Too often, the process of due diligence is considered as trouble or impediment that must be encountered. This misconception overlooks the privilege that a corporate due diligence process actually provides. To explain the importance of due diligence, let’s take a step back and consider what due diligence is and how the whole process goes.
What Is Due Diligence?
Due diligence is the process of conducting an audit or investigation in order to examine the activities of a company prior to its acquisition, public listing, restructuring, refinancing, disposal, or other similar transactions. The intention behind carrying out a due diligence process is to enhance an investor’s understanding of the important information pertaining to corporate transactions which allows the party to make informed investment decisions. Now, let’s have a look at its different types.
1. Legal Due Diligence
Legal due diligence establishes if there are any legal issues involved while buying or investing in a business. Some of the important legal documents of the target firm, such as employment contracts, board meeting minutes, memorandum and articles of association, patents, copyrights, or any other property related documents, are reviewed by a legal practitioner while carrying out the process.
2. Tax Due Diligence
Tax due diligence makes sure that the seller’s firm does not possess any past tax liabilities which might have been materialized because of some mistakes or deception which could later be passed on to the acquiring firm.

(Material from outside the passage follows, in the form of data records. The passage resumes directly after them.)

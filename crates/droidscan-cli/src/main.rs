//! droidscan CLI - turns APKs into composite color images and scores
//! them with an ONNX convolutional classifier.
//!
//! Usage:
//!   droidscan encode app.apk
//!   droidscan batch /dataset/apks --out-dir /dataset/images --by-hash
//!   droidscan predict --model cnn.onnx sample.color.png other.apk
//!   droidscan eval --model cnn.onnx --images-root /dataset/images --round 1

use std::path::PathBuf;
use std::sync::atomic::Ordering;
use std::sync::Arc;

use anyhow::Result;
use clap::{Parser, Subcommand};

use droidscan_core::batch::{run_batch, BatchConfig, BatchProgress};
use droidscan_core::dataset::{image_path, load_split, Label, Split};
use droidscan_core::encode::{color_image_path, encode_apk};
use droidscan_core::inference::MalwareModel;
use droidscan_core::report::{
    print_encode_results, print_metrics, print_predictions, Metrics, OutputFormat,
    PredictionRecord,
};

#[derive(Parser)]
#[command(name = "droidscan")]
#[command(about = "Image-based Android malware detection pipeline")]
struct Cli {
    #[command(subcommand)]
    command: Command,
}

#[derive(Subcommand)]
enum Command {
    /// Encode one APK into its composite color image
    Encode {
        /// Path to the APK
        apk: PathBuf,

        /// Destination directory (defaults to the APK's directory)
        #[arg(short, long)]
        out_dir: Option<PathBuf>,

        /// Also write per-section grayscale PNGs
        #[arg(long)]
        sections: bool,
    },

    /// Encode every APK under the given paths in parallel
    Batch {
        /// Paths to encode (APK files or directories)
        #[arg(required = true)]
        paths: Vec<PathBuf>,

        /// Destination directory (defaults to each APK's directory)
        #[arg(short, long)]
        out_dir: Option<PathBuf>,

        /// Name outputs by SHA-256 of the APK contents
        #[arg(long)]
        by_hash: bool,

        /// Also write per-section grayscale PNGs
        #[arg(long)]
        sections: bool,

        /// Output format
        #[arg(short, long, default_value = "text")]
        format: OutputFormat,
    },

    /// Score composite images or APKs with a trained ONNX model
    Predict {
        /// Composite PNGs or APKs to score
        #[arg(required = true)]
        paths: Vec<PathBuf>,

        /// Path to the ONNX model file
        #[arg(short, long)]
        model: PathBuf,

        /// Maliciousness threshold (0.0-1.0)
        #[arg(short, long, default_value = "0.5")]
        threshold: f32,

        /// Output format
        #[arg(short, long, default_value = "text")]
        format: OutputFormat,
    },

    /// Evaluate a model over a labeled split list
    Eval {
        /// Path to the ONNX model file
        #[arg(short, long)]
        model: PathBuf,

        /// Images root holding <hash>.color.png files and data_splits/
        #[arg(long)]
        images_root: PathBuf,

        /// Evaluation round number (selects e.g. test3.txt)
        #[arg(short, long, default_value = "1")]
        round: u32,

        /// Which split list to evaluate
        #[arg(short, long, default_value = "test")]
        split: Split,

        /// Maliciousness threshold (0.0-1.0)
        #[arg(short, long, default_value = "0.5")]
        threshold: f32,

        /// Output format
        #[arg(short, long, default_value = "text")]
        format: OutputFormat,
    },
}

fn main() -> Result<()> {
    env_logger::init();
    let cli = Cli::parse();

    match cli.command {
        Command::Encode {
            apk,
            out_dir,
            sections,
        } => cmd_encode(&apk, out_dir.as_deref(), sections),
        Command::Batch {
            paths,
            out_dir,
            by_hash,
            sections,
            format,
        } => cmd_batch(paths, out_dir, by_hash, sections, format),
        Command::Predict {
            paths,
            model,
            threshold,
            format,
        } => cmd_predict(&paths, &model, threshold, format),
        Command::Eval {
            model,
            images_root,
            round,
            split,
            threshold,
            format,
        } => cmd_eval(&model, &images_root, round, split, threshold, format),
    }
}

/// Single-APK encode. Failures are reported, not propagated: the exit
/// code reflects the process, not a per-failure-kind code.
fn cmd_encode(apk: &std::path::Path, out_dir: Option<&std::path::Path>, sections: bool) -> Result<()> {
    let run = || -> Result<()> {
        let image = encode_apk(apk)?;
        let dest = color_image_path(apk, out_dir);
        image.save(&dest)?;
        if sections {
            let stem = droidscan_core::encode::apk_stem(apk);
            let dir = dest.parent().unwrap_or_else(|| std::path::Path::new("."));
            image.save_sections(dir, &stem)?;
        }
        Ok(())
    };

    match run() {
        Ok(()) => println!("Images successfully generated from {}", apk.display()),
        Err(e) => {
            eprintln!("[!] An exception occurred with: {}", apk.display());
            eprintln!("Exception: {e:#}");
        }
    }
    Ok(())
}

fn cmd_batch(
    paths: Vec<PathBuf>,
    out_dir: Option<PathBuf>,
    by_hash: bool,
    sections: bool,
    format: OutputFormat,
) -> Result<()> {
    let config = BatchConfig {
        target_paths: paths,
        out_dir,
        by_hash,
        write_sections: sections,
    };
    let progress = Arc::new(BatchProgress::new());

    eprintln!("[*] Encoding...");
    let results = run_batch(&config, &progress)?;

    let total = progress.total_apks.load(Ordering::Relaxed);
    eprintln!("[*] Processed {} APKs", total);

    if results.is_empty() {
        eprintln!("[*] No APKs to encode.");
        return Ok(());
    }

    print_encode_results(&results, format);
    Ok(())
}

fn cmd_predict(
    paths: &[PathBuf],
    model_path: &std::path::Path,
    threshold: f32,
    format: OutputFormat,
) -> Result<()> {
    eprintln!("[*] Loading model from {}...", model_path.display());
    let model = MalwareModel::load(model_path)?;

    eprintln!("[*] Scoring {} samples...", paths.len());
    let results: Vec<PredictionRecord> = paths
        .iter()
        .map(|path| {
            let is_apk = path
                .extension()
                .and_then(|e| e.to_str())
                .is_some_and(|e| e.eq_ignore_ascii_case("apk"));
            let scored = if is_apk {
                encode_apk(path)
                    .map_err(anyhow::Error::from)
                    .and_then(|image| model.score_composite(&image))
            } else {
                model.score_image(path)
            };
            match scored {
                Ok(score) => PredictionRecord {
                    path: path.clone(),
                    score,
                    is_malicious: score >= threshold,
                    label: None,
                    error: None,
                },
                Err(e) => PredictionRecord {
                    path: path.clone(),
                    score: 0.0,
                    is_malicious: false,
                    label: None,
                    error: Some(format!("{e:#}")),
                },
            }
        })
        .collect();

    print_predictions(&results, format);
    Ok(())
}

fn cmd_eval(
    model_path: &std::path::Path,
    images_root: &std::path::Path,
    round: u32,
    split: Split,
    threshold: f32,
    format: OutputFormat,
) -> Result<()> {
    eprintln!("[*] Loading model from {}...", model_path.display());
    let model = MalwareModel::load(model_path)?;

    let hashes = load_split(images_root, split, round)?;
    eprintln!("[*] Evaluating {} samples...", hashes.len());

    let results: Vec<PredictionRecord> = hashes
        .iter()
        .map(|hash| {
            let path = image_path(images_root, hash);
            let label = Label::from_path(&path);
            match model.score_image(&path) {
                Ok(score) => PredictionRecord {
                    path,
                    score,
                    is_malicious: score >= threshold,
                    label: Some(label),
                    error: None,
                },
                Err(e) => PredictionRecord {
                    path,
                    score: 0.0,
                    is_malicious: false,
                    label: Some(label),
                    error: Some(format!("{e:#}")),
                },
            }
        })
        .collect();

    print_predictions(&results, format);
    print_metrics(&Metrics::from_predictions(&results), format);
    Ok(())
}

3. Operational Due Diligence
Operational due diligence (ODD) provides a complete analysis of the operational features of the target company during mergers and acquisitions to the eventual buyer. An ODD reviews the main operations of the targeted company and tries to confirm whether the business plan that has been provided is achievable with the existing operational facilities along with the capital expenditure which has been outlined in the business plan.
4. Intellectual Property Due Diligence
Intellectual property due diligence examines the various rights the company may have in various intellectual properties, such as patent, copyright, trademark, etc., that the company may own.
5. Commercial Due Diligence
Commercial due diligence aims at gaining an understanding of the market in which the target company operates by analyzing the forecast of the future market growth and also interacts with the customers of the business in order to fetch their opinions about the business.
6. Information Technology Due Diligence
Information technology due diligence aims at identifying whether or not there is any information technology in the target entity. Matters such as scalability of systems, robustness of processes, level of process documentation, compliance with the legislation, and ability to integrate different systems, is taken care by IT due diligence.
7. Human Resource Due Diligence
Human resource due diligence understands the impact of human capital on the deal that has been proposed. The employment records, compensation schemes, HR processes, ongoing HR litigations, and the effectiveness of sales force and cultural factors, are some of the aspects that are taken care of by the HR due diligence.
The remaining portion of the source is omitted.